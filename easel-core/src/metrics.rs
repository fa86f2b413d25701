//! Metrics for the editing pipeline.
//!
//! Only the `metrics` facade is used here; the host installs a recorder.

use metrics::{counter, gauge};

// Metric names as constants for consistency
const COMMANDS_TOTAL: &str = "easel_commands_total";
const HISTORY_STEPS_TOTAL: &str = "easel_history_steps_total";
const SCENE_RELOADS_TOTAL: &str = "easel_scene_reloads_total";
const SCENE_PATCH_OPS_TOTAL: &str = "easel_scene_patch_ops_total";
const INVARIANT_REPAIRS_TOTAL: &str = "easel_invariant_repairs_total";
const DOCUMENT_VERSION: &str = "easel_document_version";

/// Record a command outcome.
///
/// # Arguments
///
/// * `kind` - Action name (e.g. "setFill")
/// * `outcome` - "applied" or "rejected"
pub fn record_command(kind: &'static str, outcome: &'static str) {
    counter!(COMMANDS_TOTAL, "kind" => kind, "outcome" => outcome).increment(1);
}

/// Record an undo or redo step.
pub fn record_history_step(direction: &'static str) {
    counter!(HISTORY_STEPS_TOTAL, "direction" => direction).increment(1);
}

/// Record a full scene render triggered by reconciliation.
pub fn record_scene_reload(engine: &'static str) {
    counter!(SCENE_RELOADS_TOTAL, "engine" => engine).increment(1);
}

/// Record targeted patch operations sent to an adapter.
pub fn record_patch_ops(engine: &'static str, ops: usize) {
    counter!(SCENE_PATCH_OPS_TOTAL, "engine" => engine).increment(ops as u64);
}

/// Record ids regenerated by the release-mode invariant repair.
pub fn record_invariant_repairs(count: usize) {
    counter!(INVARIANT_REPAIRS_TOTAL).increment(count as u64);
}

/// Publish the current document version.
#[allow(clippy::cast_precision_loss)] // Versions stay far below 2^52
pub fn set_document_version(version: u64) {
    gauge!(DOCUMENT_VERSION).set(version as f64);
}
//! Headless engine whose native scene is the canonical document itself.
//!
//! Used for server-side editing where nothing is drawn, and as the reference
//! engine for exercising the pipeline without a real renderer. Native events
//! are serialized [`EngineEvent`]s.

use crate::adapter::{Engine, Field};
use crate::document::{find_in_mut, Document, Page, PageId};
use crate::error::TranslationError;
use crate::event::EngineEvent;
use crate::object::{Object, ObjectId, ObjectProps};

const NAME: &str = "headless";

/// Identity engine over [`Document`].
#[derive(Debug, Clone, Copy, Default)]
pub struct HeadlessEngine;

impl HeadlessEngine {
    fn page_mut<'a>(
        scene: &'a mut Option<Document>,
        page: &PageId,
    ) -> Result<&'a mut Page, TranslationError> {
        scene
            .as_mut()
            .and_then(|doc| doc.pages_mut().iter_mut().find(|p| &p.id == page))
            .ok_or_else(|| TranslationError::PageNotFound {
                engine: NAME,
                id: page.clone(),
            })
    }

    fn node_mut<'a>(
        scene: &'a mut Option<Document>,
        page: &PageId,
        id: &ObjectId,
    ) -> Result<&'a mut Object, TranslationError> {
        find_in_mut(&mut Self::page_mut(scene, page)?.objects, id)
            .ok_or_else(|| TranslationError::NodeNotFound {
                engine: NAME,
                id: id.clone(),
            })
    }
}

impl Engine for HeadlessEngine {
    type Scene = Option<Document>;

    fn name(&self) -> &'static str {
        NAME
    }

    fn from_canonical(&self, doc: &Document) -> Self::Scene {
        Some(doc.clone())
    }

    fn to_canonical(&self, scene: &Self::Scene) -> Result<Document, TranslationError> {
        scene.clone().ok_or_else(|| TranslationError::Malformed {
            engine: NAME,
            reason: "no document loaded".to_string(),
        })
    }

    fn insert_node(
        &self,
        scene: &mut Self::Scene,
        page: &PageId,
        index: usize,
        object: &Object,
    ) -> Result<(), TranslationError> {
        let objects = &mut Self::page_mut(scene, page)?.objects;
        let at = index.min(objects.len());
        objects.insert(at, object.clone());
        Ok(())
    }

    fn remove_node(
        &self,
        scene: &mut Self::Scene,
        page: &PageId,
        id: &ObjectId,
    ) -> Result<(), TranslationError> {
        let objects = &mut Self::page_mut(scene, page)?.objects;
        let index = objects
            .iter()
            .position(|o| &o.id == id)
            .ok_or_else(|| TranslationError::NodeNotFound {
                engine: NAME,
                id: id.clone(),
            })?;
        objects.remove(index);
        Ok(())
    }

    fn set_field(
        &self,
        scene: &mut Self::Scene,
        page: &PageId,
        object: &Object,
        field: Field,
    ) -> Result<(), TranslationError> {
        let node = Self::node_mut(scene, page, &object.id)?;
        match field {
            Field::Bounds => node.bounds = object.bounds,
            Field::ZIndex => node.z_index = object.z_index,
            Field::Props => node.props = object.props.clone(),
            Field::Role => node.role.clone_from(&object.role),
            Field::Bindings => node.bindings.clone_from(&object.bindings),
        }
        Ok(())
    }

    fn set_background(
        &self,
        scene: &mut Self::Scene,
        page: &PageId,
        background: &str,
    ) -> Result<(), TranslationError> {
        Self::page_mut(scene, page)?.background = background.to_string();
        Ok(())
    }

    fn capture_event(
        &self,
        scene: &mut Self::Scene,
        page: &PageId,
        raw: &serde_json::Value,
    ) -> Result<Option<EngineEvent>, TranslationError> {
        let event: EngineEvent =
            serde_json::from_value(raw.clone()).map_err(|e| TranslationError::Malformed {
                engine: NAME,
                reason: e.to_string(),
            })?;
        match &event {
            EngineEvent::Moved { id, x, y } => {
                let node = Self::node_mut(scene, page, id)?;
                node.bounds.x = *x;
                node.bounds.y = *y;
            }
            EngineEvent::Resized { id, bounds } => {
                Self::node_mut(scene, page, id)?.bounds = *bounds;
            }
            EngineEvent::TextEdited { id, text } => {
                if let ObjectProps::Text(props) = &mut Self::node_mut(scene, page, id)?.props {
                    props.text.clone_from(text);
                }
            }
            EngineEvent::SelectionChanged { .. } => {}
        }
        Ok(Some(event))
    }
}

☆ ☆ ☆ ☆ ☆ ☆ ☆

What is expected |
Scan the lines above for the word "ObjectProps", then copy each line that has it.

Solution to this problem |
use crate::object::{Object, ObjectId, ObjectProps};
                if let ObjectProps::Text(props) = &mut Self::node_mut(scene, page, id)?.props {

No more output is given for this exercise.